I do take attendance, and attendance is mandatory. I understand that emergencies arise; on your FOURTH absence, however, regardless of the reason (excused and unexcused absences all count toward this total), you will be withdrawn from the course. Before the midpoint, you will receive either a WP or a WF, but after the midpoint, this will mean a WF in the course.  Tardies and early departures are disruptive and rude.  If they are at all habitual, they will have a negative effect on your final grade. Being significantly tardy will be counted as an absence; if you arrive ten or more minutes late to class or leave ten or more minutes early, you will be counted absent.  You should keep track of your own attendance, but of course, feel free to check with me to verify your attendance record.  It is your responsibility to get work to me that is due the day of your absence and to be prepared for any assignments on the day of your return.
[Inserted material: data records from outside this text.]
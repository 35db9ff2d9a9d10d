//! Appointment book with guarded status transitions

use chrono::{Duration, NaiveDate, NaiveTime, Utc};
use frontdesk_core::error::{Error, Result};
use frontdesk_core::types::{Appointment, AppointmentStatus};
use parking_lot::RwLock;
use uuid::Uuid;

/// Fields required to create an appointment
#[derive(Debug, Clone)]
pub struct NewAppointment {
    /// Customer name
    pub customer_name: String,
    /// Customer phone number
    pub customer_phone: Option<String>,
    /// Customer email address
    pub customer_email: Option<String>,
    /// Service being booked
    pub service_type: String,
    /// Calendar date of the visit
    pub scheduled_date: NaiveDate,
    /// Time of day of the visit
    pub scheduled_time: NaiveTime,
    /// Planned length in minutes
    pub duration_minutes: u32,
    /// Free-form notes
    pub notes: Option<String>,
}

/// Filters applied when listing the appointment book
#[derive(Debug, Clone)]
pub struct AppointmentFilter {
    /// Keep appointments in this status
    pub status: Option<AppointmentStatus>,
    /// Keep appointments on this calendar date
    pub date: Option<NaiveDate>,
    /// Case-insensitive match against name, phone, email or service
    pub search: Option<String>,
    /// Page size
    pub limit: usize,
    /// Rows to skip before the page
    pub offset: usize,
}

impl Default for AppointmentFilter {
    fn default() -> Self {
        Self {
            status: None,
            date: None,
            search: None,
            limit: 50,
            offset: 0,
        }
    }
}

impl AppointmentFilter {
    fn matches(&self, appointment: &Appointment) -> bool {
        if let Some(status) = self.status {
            if appointment.status != status {
                return false;
            }
        }
        if let Some(date) = self.date {
            if appointment.scheduled_date != date {
                return false;
            }
        }
        if let Some(term) = &self.search {
            let term = term.to_lowercase();
            let hit = appointment.customer_name.to_lowercase().contains(&term)
                || appointment
                    .customer_phone
                    .as_deref()
                    .is_some_and(|v| v.contains(&term))
                || appointment
                    .customer_email
                    .as_deref()
                    .is_some_and(|v| v.to_lowercase().contains(&term))
                || appointment.service_type.to_lowercase().contains(&term);
            if !hit {
                return false;
            }
        }
        true
    }
}

/// In-memory appointment book, schedule order on reads
#[derive(Debug, Default)]
pub struct AppointmentStore {
    appointments: RwLock<Vec<Appointment>>,
}

impl AppointmentStore {
    /// Create an empty appointment book
    #[must_use]
    pub fn new() -> Self {
        Self::default()
    }

    /// Book an appointment, returning the stored record
    pub fn insert(&self, new: NewAppointment) -> Appointment {
        let appointment = Appointment {
            id: Uuid::new_v4(),
            customer_name: new.customer_name,
            customer_phone: new.customer_phone,
            customer_email: new.customer_email,
            service_type: new.service_type,
            scheduled_date: new.scheduled_date,
            scheduled_time: new.scheduled_time,
            duration_minutes: new.duration_minutes,
            status: AppointmentStatus::Scheduled,
            notes: new.notes,
            created_at: Utc::now(),
        };
        self.appointments.write().push(appointment.clone());
        tracing::debug!(
            appointment_id = %appointment.id,
            customer = %appointment.customer_name,
            "appointment created"
        );
        appointment
    }

    /// Page of matching appointments plus the total matching count
    #[must_use]
    pub fn list(&self, filter: &AppointmentFilter) -> (Vec<Appointment>, usize) {
        let appointments = self.appointments.read();
        let mut matching: Vec<Appointment> = appointments
            .iter()
            .filter(|appointment| filter.matches(appointment))
            .cloned()
            .collect();
        drop(appointments);

        matching.sort_by_key(|a| (a.scheduled_date, a.scheduled_time));
        let total = matching.len();
        let page = matching
            .into_iter()
            .skip(filter.offset)
            .take(filter.limit)
            .collect();
        (page, total)
    }

    /// Look up an appointment by id
    #[must_use]
    pub fn get(&self, id: Uuid) -> Option<Appointment> {
        self.appointments
            .read()
            .iter()
            .find(|appointment| appointment.id == id)
            .cloned()
    }

    /// Move an appointment to a new status, enforcing the transition rules
    pub fn update_status(&self, id: Uuid, next: AppointmentStatus) -> Result<Appointment> {
        let mut appointments = self.appointments.write();
        let appointment = appointments
            .iter_mut()
            .find(|appointment| appointment.id == id)
            .ok_or_else(|| Error::NotFound {
                resource: format!("Appointment {id}"),
            })?;

        if !appointment.status.can_transition_to(next) {
            return Err(Error::Conflict {
                message: format!(
                    "Cannot change appointment from {} to {}",
                    appointment.status, next
                ),
            });
        }

        appointment.status = next;
        tracing::info!(appointment_id = %id, status = %next, "appointment status changed");
        Ok(appointment.clone())
    }

    /// Appointments on a given day, cancelled excluded, time order
    #[must_use]
    pub fn today(&self, date: NaiveDate) -> Vec<Appointment> {
        let mut rows: Vec<Appointment> = self
            .appointments
            .read()
            .iter()
            .filter(|a| a.scheduled_date == date && a.status != AppointmentStatus::Cancelled)
            .cloned()
            .collect();
        rows.sort_by_key(|a| a.scheduled_time);
        rows
    }

    /// Scheduled or confirmed appointments after a given day
    #[must_use]
    pub fn upcoming(&self, after: NaiveDate) -> Vec<Appointment> {
        let mut rows: Vec<Appointment> = self
            .appointments
            .read()
            .iter()
            .filter(|a| {
                a.scheduled_date > after
                    && matches!(
                        a.status,
                        AppointmentStatus::Scheduled | AppointmentStatus::Confirmed
                    )
            })
            .cloned()
            .collect();
        rows.sort_by_key(|a| (a.scheduled_date, a.scheduled_time));
        rows
    }

    /// Copy of every record, used for snapshot computation
    #[must_use]
    pub fn all(&self) -> Vec<Appointment> {
        self.appointments.read().clone()
    }

    /// Number of records
    #[must_use]
    pub fn len(&self) -> usize {
        self.appointments.read().len()
    }

    /// Whether the book is empty
    #[must_use]
    pub fn is_empty(&self) -> bool {
        self.appointments.read().is_empty()
    }

    /// Populate the book with demo appointments around today
    pub fn seed_demo(&self) {
        let today = Utc::now().date_naive();
        let rows = [
            (
                "John Smith",
                "(555) 123-4567",
                "john@email.com",
                "Consultation",
                4,
                (14, 0),
                60,
                AppointmentStatus::Scheduled,
                "First-time customer, interested in our premium package.",
            ),
            (
                "Sarah Johnson",
                "(555) 987-6543",
                "sarah@email.com",
                "Follow-up",
                5,
                (10, 30),
                30,
                AppointmentStatus::Confirmed,
                "Follow-up appointment for previous consultation.",
            ),
            (
                "Mike Wilson",
                "(555) 456-7890",
                "mike@email.com",
                "Treatment",
                6,
                (15, 30),
                90,
                AppointmentStatus::Scheduled,
                "Requires extended session. Wheelchair accessible.",
            ),
            (
                "Emily Davis",
                "(555) 321-0987",
                "emily@email.com",
                "Consultation",
                1,
                (11, 0),
                60,
                AppointmentStatus::Cancelled,
                "Customer cancelled due to scheduling conflict.",
            ),
            (
                "Robert Brown",
                "(555) 555-1234",
                "robert@email.com",
                "Treatment",
                0,
                (16, 0),
                60,
                AppointmentStatus::Completed,
                "Successful treatment session.",
            ),
        ];

        let mut appointments = self.appointments.write();
        for (name, phone, email, service, day_offset, (hour, minute), duration, status, notes) in rows {
            let Some(time) = NaiveTime::from_hms_opt(hour, minute, 0) else {
                continue;
            };
            appointments.push(Appointment {
                id: Uuid::new_v4(),
                customer_name: name.to_string(),
                customer_phone: Some(phone.to_string()),
                customer_email: Some(email.to_string()),
                service_type: service.to_string(),
                scheduled_date: today + Duration::days(day_offset),
                scheduled_time: time,
                duration_minutes: duration,
                status,
                notes: Some(notes.to_string()),
                created_at: Utc::now(),
            });
        }
        tracing::info!(count = appointments.len(), "appointment book seeded with demo data");
    }
}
If you are absent, contact a classmate to find out what you missed. Do not email me to ask me to summarize the class (i. e., teach the class period all over again), and please do not ask me the question that every single teacher hates beyond words and judges you when you ask it: "Did I miss anything important?" Assume that, if you missed something, it was something your teacher had a reason for covering, and ask your classmates to get you caught up.


See UGA Bookstore site.

Makeup Policy

Quizzes and in-class daily assignments may generally not be made up.  With a well-documented excuse, major exams may be made up within one week of the original exam date.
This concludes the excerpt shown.